### RECORD EXCERPTS
%%
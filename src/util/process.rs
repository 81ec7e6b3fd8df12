//! Subprocess execution utilities.
//!
//! Every external tool the environment talks to (the compiler, `pkg-config`)
//! goes through a [`CommandRunner`], so tests can swap in a recording mock.

use std::ffi::OsStr;
use std::path::{Path, PathBuf};
use std::process::{Command, Output, Stdio};

use anyhow::{bail, Context, Result};

/// Builder for subprocess execution.
#[derive(Debug, Clone)]
pub struct ProcessBuilder {
    program: PathBuf,
    args: Vec<String>,
}

impl ProcessBuilder {
    /// Create a new process builder for the given program.
    pub fn new(program: impl AsRef<Path>) -> Self {
        ProcessBuilder {
            program: program.as_ref().to_path_buf(),
            args: Vec::new(),
        }
    }

    /// Add a single argument.
    pub fn arg(mut self, arg: impl AsRef<OsStr>) -> Self {
        self.args.push(arg.as_ref().to_string_lossy().into_owned());
        self
    }

    /// Add multiple arguments.
    pub fn args<I, S>(mut self, args: I) -> Self
    where
        I: IntoIterator<Item = S>,
        S: AsRef<OsStr>,
    {
        self.args.extend(
            args.into_iter()
                .map(|s| s.as_ref().to_string_lossy().into_owned()),
        );
        self
    }

    /// Execute the command and wait for completion, capturing output.
    pub fn exec(&self) -> Result<Output> {
        let mut cmd = Command::new(&self.program);
        cmd.args(&self.args);
        cmd.stdin(Stdio::null());
        cmd.stdout(Stdio::piped());
        cmd.stderr(Stdio::piped());

        cmd.output()
            .with_context(|| format!("failed to execute `{}`", self.program.display()))
    }

    /// Display the command for error messages.
    pub fn display_command(&self) -> String {
        let mut parts = vec![self.program.display().to_string()];
        parts.extend(self.args.iter().cloned());
        parts.join(" ")
    }
}

/// Output of a finished process, independent of the platform `ExitStatus`.
#[derive(Debug, Clone, Default, PartialEq, Eq)]
pub struct CapturedOutput {
    /// Exit code, `None` when killed by a signal
    pub code: Option<i32>,
    pub stdout: Vec<u8>,
    pub stderr: Vec<u8>,
}

impl CapturedOutput {
    /// Whether the process exited with status 0.
    pub fn success(&self) -> bool {
        self.code == Some(0)
    }

    /// Standard output decoded lossily.
    pub fn stdout_lossy(&self) -> String {
        String::from_utf8_lossy(&self.stdout).into_owned()
    }
}

impl From<Output> for CapturedOutput {
    fn from(output: Output) -> Self {
        CapturedOutput {
            code: output.status.code(),
            stdout: output.stdout,
            stderr: output.stderr,
        }
    }
}

/// Executes external commands on behalf of the build environment.
pub trait CommandRunner {
    /// Run the command to completion and capture its output.
    fn run(&self, cmd: &ProcessBuilder) -> Result<CapturedOutput>;

    /// Run the command and fail unless it exits successfully.
    fn run_checked(&self, cmd: &ProcessBuilder) -> Result<CapturedOutput> {
        let output = self.run(cmd)?;
        if !output.success() {
            bail!(
                "`{}` failed with exit code {:?}\n{}",
                cmd.display_command(),
                output.code,
                String::from_utf8_lossy(&output.stderr)
            );
        }
        Ok(output)
    }
}

/// Runs commands as real child processes.
#[derive(Debug, Clone, Copy, Default)]
pub struct SystemRunner;

impl CommandRunner for SystemRunner {
    fn run(&self, cmd: &ProcessBuilder) -> Result<CapturedOutput> {
        tracing::debug!("running `{}`", cmd.display_command());
        Ok(cmd.exec()?.into())
    }
}

/// Find an executable in PATH.
pub fn find_executable(name: &str) -> Option<PathBuf> {
    which::which(name).ok()
}
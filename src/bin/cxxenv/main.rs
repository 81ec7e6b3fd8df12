//! cxxenv CLI - build-environment configuration for C++ projects

use anyhow::Result;
use clap::Parser;
use tracing_subscriber::EnvFilter;

mod cli;
mod commands;

use cli::{Cli, Commands};
use cxxenv::core::ConfigError;
use cxxenv::ops::VersionError;
use cxxenv::util::diagnostic::emit;
use cxxenv::GlobalContext;

/// Environment variable overriding the log filter.
const LOG_ENV: &str = "CXXENV_LOG";

fn main() {
    let cli = Cli::parse();
    let color = !cli.no_color;

    // Set up logging
    let default_filter = if cli.verbose {
        "cxxenv=debug"
    } else {
        "cxxenv=info"
    };
    let filter = EnvFilter::try_from_env(LOG_ENV).unwrap_or_else(|_| EnvFilter::new(default_filter));

    tracing_subscriber::fmt()
        .with_env_filter(filter)
        .with_target(false)
        .without_time()
        .with_writer(std::io::stderr)
        .init();

    if let Err(e) = run(cli, color) {
        std::process::exit(report(&e, color));
    }
}

fn run(cli: Cli, color: bool) -> Result<()> {
    let mut ctx = GlobalContext::new()?;
    ctx.set_color(color);

    match cli.command {
        Commands::Configure(args) => commands::configure::execute(args, &ctx),
        Commands::Flags(args) => commands::flags::execute(args, &ctx),
        Commands::Sources(args) => commands::sources::execute(args, &ctx),
        Commands::Version(args) => commands::version::execute(args, &ctx),
        Commands::Install(args) => commands::install::execute(args, &ctx),
        Commands::Toolchain(args) => commands::toolchain::execute(args, &ctx),
        Commands::Completions(args) => commands::completions::execute(args),
    }
}

/// Print the error and pick the exit status: 2 for usage errors, 1 otherwise.
fn report(err: &anyhow::Error, color: bool) -> i32 {
    if let Some(config_err) = err.downcast_ref::<ConfigError>() {
        emit(&config_err.to_diagnostic(), color);
        return 2;
    }

    if let Some(version_err) = err.downcast_ref::<VersionError>() {
        if matches!(version_err, VersionError::NoVersionInfo { .. }) {
            emit(&version_err.to_diagnostic(), color);
            return 1;
        }
    }

    eprintln!("error: {:#}", err);
    1
}
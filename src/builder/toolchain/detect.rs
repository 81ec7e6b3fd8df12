//! Toolchain detection functions.

use std::path::Path;
use std::sync::LazyLock;

use anyhow::{Context, Result};
use regex::Regex;

use crate::util::process::{CommandRunner, ProcessBuilder};

use super::{CompilerFamily, Toolchain, ToolchainFlavor};

static LIBRARIES_LINE: LazyLock<Regex> =
    LazyLock::new(|| Regex::new(r"(?m)^libraries: =(.*)$").unwrap());

static LIB64_COMPONENT: LazyLock<Regex> =
    LazyLock::new(|| Regex::new(r"/lib64(/|:|$)").unwrap());

/// Choose the toolchain.
///
/// A cross prefix wins over an explicitly named compiler, which wins over
/// the native default.
pub fn select_toolchain(cross_prefix: Option<&str>, compiler: Option<&str>) -> Toolchain {
    if let Some(prefix) = cross_prefix.filter(|p| !p.is_empty()) {
        tracing::debug!("using cross toolchain with prefix `{}`", prefix);
        return Toolchain::cross(prefix);
    }

    if let Some(name) = compiler.filter(|c| !c.is_empty()) {
        tracing::debug!("using alternate compiler `{}`", name);
        return Toolchain::alternate(name);
    }

    Toolchain::native()
}

/// Refine the family of the native toolchain from `--version` output.
///
/// `c++` may be either GCC or Clang; the name alone does not tell.
pub fn detect_native_family(runner: &dyn CommandRunner, toolchain: &mut Toolchain) {
    if toolchain.flavor != ToolchainFlavor::Native {
        return;
    }

    let cmd = ProcessBuilder::new(&toolchain.cxx).arg("--version");
    match runner.run(&cmd) {
        Ok(output) if output.success() => {
            if output.stdout_lossy().to_lowercase().contains("clang") {
                toolchain.family = CompilerFamily::Clang;
            }
        }
        Ok(output) => {
            tracing::debug!(
                "`{}` exited with {:?}, assuming gcc",
                cmd.display_command(),
                output.code
            );
        }
        Err(e) => {
            tracing::debug!("failed to run `{}`: {:#}, assuming gcc", cmd.display_command(), e);
        }
    }
}

/// Library directory name used by the compiler's default search path.
pub fn parse_libdir(search_dirs: &str) -> &'static str {
    let libraries = LIBRARIES_LINE
        .captures(search_dirs)
        .and_then(|c| c.get(1))
        .map(|m| m.as_str())
        .unwrap_or("");

    if LIB64_COMPONENT.is_match(libraries) {
        "lib64"
    } else {
        "lib"
    }
}

/// Ask the compiler whether libraries live in `lib` or `lib64`.
pub fn detect_libdir(runner: &dyn CommandRunner, cxx: &Path) -> Result<&'static str> {
    let cmd = ProcessBuilder::new(cxx).arg("-print-search-dirs");
    let output = runner
        .run_checked(&cmd)
        .with_context(|| format!("failed to query search dirs of `{}`", cxx.display()))?;

    let libdir = parse_libdir(&output.stdout_lossy());
    tracing::debug!("library dir suffix for `{}`: {}", cxx.display(), libdir);
    Ok(libdir)
}
//! Shared utilities

pub mod config;
pub mod context;
pub mod diagnostic;
pub mod fs;
pub mod process;

pub use config::Config;
pub use context::GlobalContext;
pub use diagnostic::Diagnostic;
pub use process::{CommandRunner, ProcessBuilder, SystemRunner};
//! cxxenv - Build-environment configuration for C++ projects
//!
//! This crate configures compiler and linker flags, discovers sources,
//! keeps a registry of libraries built in the same run and derives version
//! and install information. It drives no compiler itself; build
//! descriptions query the configured [`BuildEnv`] instead.

pub mod builder;
pub mod core;
pub mod ops;
pub mod util;

/// Test utilities and mocks for cxxenv unit tests.
///
/// This module is only available when compiling with `--cfg test` or
/// running tests. It provides a recording command runner and project
/// fixtures.
#[cfg(test)]
pub mod test_support;

pub use crate::builder::{init_env, BuildEnv, HostEnv, LibConfig, SourceQuery, Toolchain};
pub use crate::core::{BuildArgs, FlagKind, FlagSet, LibType};
pub use crate::util::context::GlobalContext;
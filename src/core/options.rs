//! Typed build options derived from the raw arguments.

use std::fmt;
use std::str::FromStr;

use serde::Serialize;
use thiserror::Error;

use crate::core::args::ArgError;
use crate::util::diagnostic::{suggestions, Diagnostic};

/// Sanitizers enabled by `sanitizer=1`.
pub const SANITIZERS: &[&str] = &["address", "undefined", "leak", "alignment", "return"];

/// Invalid build configuration. These are usage errors.
#[derive(Debug, Error, PartialEq, Eq)]
pub enum ConfigError {
    #[error("invalid libtype `{0}`: expected one of: shared, static")]
    InvalidLibType(String),

    #[error(transparent)]
    Arg(#[from] ArgError),
}

impl ConfigError {
    /// Convert to a user-friendly diagnostic.
    pub fn to_diagnostic(&self) -> Diagnostic {
        match self {
            ConfigError::InvalidLibType(value) => {
                Diagnostic::error(format!("invalid libtype `{}`", value))
                    .with_context("libtype must be one of: shared, static")
                    .with_suggestion(suggestions::LIBTYPE)
            }
            ConfigError::Arg(err @ ArgError::InvalidBool { .. }) => {
                Diagnostic::error(err.to_string()).with_suggestion(suggestions::BOOL)
            }
            ConfigError::Arg(err @ ArgError::Malformed(_)) => {
                Diagnostic::error(err.to_string()).with_suggestion(suggestions::KEY_VALUE)
            }
        }
    }
}

/// How libraries are linked.
#[derive(Debug, Clone, Copy, PartialEq, Eq, Default, Serialize)]
#[serde(rename_all = "lowercase")]
pub enum LibType {
    #[default]
    Shared,
    Static,
}

impl LibType {
    pub fn as_str(&self) -> &'static str {
        match self {
            LibType::Shared => "shared",
            LibType::Static => "static",
        }
    }
}

impl FromStr for LibType {
    type Err = ConfigError;

    fn from_str(s: &str) -> Result<Self, Self::Err> {
        match s {
            "shared" => Ok(LibType::Shared),
            "static" => Ok(LibType::Static),
            other => Err(ConfigError::InvalidLibType(other.to_string())),
        }
    }
}

impl fmt::Display for LibType {
    fn fmt(&self, f: &mut fmt::Formatter<'_>) -> fmt::Result {
        f.write_str(self.as_str())
    }
}

/// Optimization mode. `debug` wins over `optforsize`, which wins over the
/// default speed optimization.
#[derive(Debug, Clone, Copy, PartialEq, Eq, Default, Serialize)]
#[serde(rename_all = "lowercase")]
pub enum OptLevel {
    Debug,
    Size,
    #[default]
    Speed,
}

impl OptLevel {
    /// Select the mode from the `debug` and `optforsize` switches.
    pub fn select(debug: bool, optforsize: bool) -> Self {
        if debug {
            OptLevel::Debug
        } else if optforsize {
            OptLevel::Size
        } else {
            OptLevel::Speed
        }
    }

    /// The `-O` flag for this mode.
    pub fn flag(&self) -> &'static str {
        match self {
            OptLevel::Debug => "-O0",
            OptLevel::Size => "-Os",
            OptLevel::Speed => "-O2",
        }
    }

    /// Whether link time optimization applies.
    pub fn is_optimizing(&self) -> bool {
        !matches!(self, OptLevel::Debug)
    }
}

/// The combined `-fsanitize=` flag.
pub fn sanitize_flag() -> String {
    format!("-fsanitize={}", SANITIZERS.join(","))
}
%%
Reproduce the entries above exactly, starting at their first line and finishing with the line that contains "pub struct CapturedOutput".

### ANSWER FOR THIS EXERCISE
filename src/util/process.rs
repository 81ec7e6b3fd8df12
//! Subprocess execution utilities.
//!
//! Every external tool the environment talks to (the compiler, `pkg-config`)
//! goes through a [`CommandRunner`], so tests can swap in a recording mock.

use std::ffi::OsStr;
use std::path::{Path, PathBuf};
use std::process::{Command, Output, Stdio};

use anyhow::{bail, Context, Result};

/// Builder for subprocess execution.
#[derive(Debug, Clone)]
pub struct ProcessBuilder {
    program: PathBuf,
    args: Vec<String>,
}

impl ProcessBuilder {
    /// Create a new process builder for the given program.
    pub fn new(program: impl AsRef<Path>) -> Self {
        ProcessBuilder {
            program: program.as_ref().to_path_buf(),
            args: Vec::new(),
        }
    }

    /// Add a single argument.
    pub fn arg(mut self, arg: impl AsRef<OsStr>) -> Self {
        self.args.push(arg.as_ref().to_string_lossy().into_owned());
        self
    }

    /// Add multiple arguments.
    pub fn args<I, S>(mut self, args: I) -> Self
    where
        I: IntoIterator<Item = S>,
        S: AsRef<OsStr>,
    {
        self.args.extend(
            args.into_iter()
                .map(|s| s.as_ref().to_string_lossy().into_owned()),
        );
        self
    }

    /// Execute the command and wait for completion, capturing output.
    pub fn exec(&self) -> Result<Output> {
        let mut cmd = Command::new(&self.program);
        cmd.args(&self.args);
        cmd.stdin(Stdio::null());
        cmd.stdout(Stdio::piped());
        cmd.stderr(Stdio::piped());

        cmd.output()
            .with_context(|| format!("failed to execute `{}`", self.program.display()))
    }

    /// Display the command for error messages.
    pub fn display_command(&self) -> String {
        let mut parts = vec![self.program.display().to_string()];
        parts.extend(self.args.iter().cloned());
        parts.join(" ")
    }
}

/// Output of a finished process, independent of the platform `ExitStatus`.
#[derive(Debug, Clone, Default, PartialEq, Eq)]
pub struct CapturedOutput {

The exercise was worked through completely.